Segment Open

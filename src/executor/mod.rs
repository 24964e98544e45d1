//! Action resolution and execution.
//!
//! Click and type actions are resolved through ranked locator candidates and
//! tried in confidence order with shrinking timeouts. Per-candidate failures
//! are logged at debug level; only exhaustion is reported.

mod outcome;

pub use outcome::{ExecutionOutcome, FailureKind, TimeoutSchedule};

use crate::action::{
    AbstractAction, ActionSpec, ClickParams, ExtractParams, NavigateParams, ScrollParams,
    TypeParams, WaitParams,
};
use crate::config::ExecutorConfig;
use crate::decision::DescriptionParser;
use crate::page::{ClickOptions, ElementHandle, LoadState, PageHandle};
use crate::{with_timeout, Result};
use eoka_locator::{CandidateSet, Decomposition, LocatorCandidate, LocatorGenerator, LocatorWeights};
use serde_json::{json, Value};
use std::sync::Arc;
use std::time::Duration;
use tracing::{debug, info, warn};

/// Visible elements matching any of these mark an error page.
const ERROR_INDICATORS: &[&str] = &[
    r#"[class*="error"]"#,
    r#"[class*="404"]"#,
    r#"[class*="not-found"]"#,
    r#"*:text-is("Access Denied")"#,
    r#"*:text-is("Page Not Found")"#,
];

/// What to do with an element once a candidate resolves.
enum Interaction<'a> {
    Click {
        options: ClickOptions,
        wait_after_ms: u64,
    },
    Type {
        params: &'a TypeParams,
        text: &'a str,
    },
}

impl Interaction<'_> {
    fn verb(&self) -> &'static str {
        match self {
            Interaction::Click { .. } => "click",
            Interaction::Type { .. } => "type",
        }
    }
}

Segment Closed

● **Work task**:
Retype the listing from above, matching it exactly.

● **Response for this exercise**:
filename src/executor/mod.rs
repository 24964e98544e45d1
//! Action resolution and execution.
//!
//! Click and type actions are resolved through ranked locator candidates and
//! tried in confidence order with shrinking timeouts. Per-candidate failures
//! are logged at debug level; only exhaustion is reported.

mod outcome;

pub use outcome::{ExecutionOutcome, FailureKind, TimeoutSchedule};

use crate::action::{
    AbstractAction, ActionSpec, ClickParams, ExtractParams, NavigateParams, ScrollParams,
    TypeParams, WaitParams,
};
use crate::config::ExecutorConfig;
use crate::decision::DescriptionParser;
use crate::page::{ClickOptions, ElementHandle, LoadState, PageHandle};
use crate::{with_timeout, Result};
use eoka_locator::{CandidateSet, Decomposition, LocatorCandidate, LocatorGenerator, LocatorWeights};
use serde_json::{json, Value};
use std::sync::Arc;
use std::time::Duration;
use tracing::{debug, info, warn};

/// Visible elements matching any of these mark an error page.
const ERROR_INDICATORS: &[&str] = &[
    r#"[class*="error"]"#,
    r#"[class*="404"]"#,
    r#"[class*="not-found"]"#,
    r#"*:text-is("Access Denied")"#,
    r#"*:text-is("Page Not Found")"#,
];

/// What to do with an element once a candidate resolves.
enum Interaction<'a> {
    Click {
        options: ClickOptions,
        wait_after_ms: u64,
    },
    Type {
        params: &'a TypeParams,
        text: &'a str,
    },
}

impl Interaction<'_> {
    fn verb(&self) -> &'static str {
        match self {
            Interaction::Click { .. } => "click",
            Interaction::Type { .. } => "type",
        }
    }
}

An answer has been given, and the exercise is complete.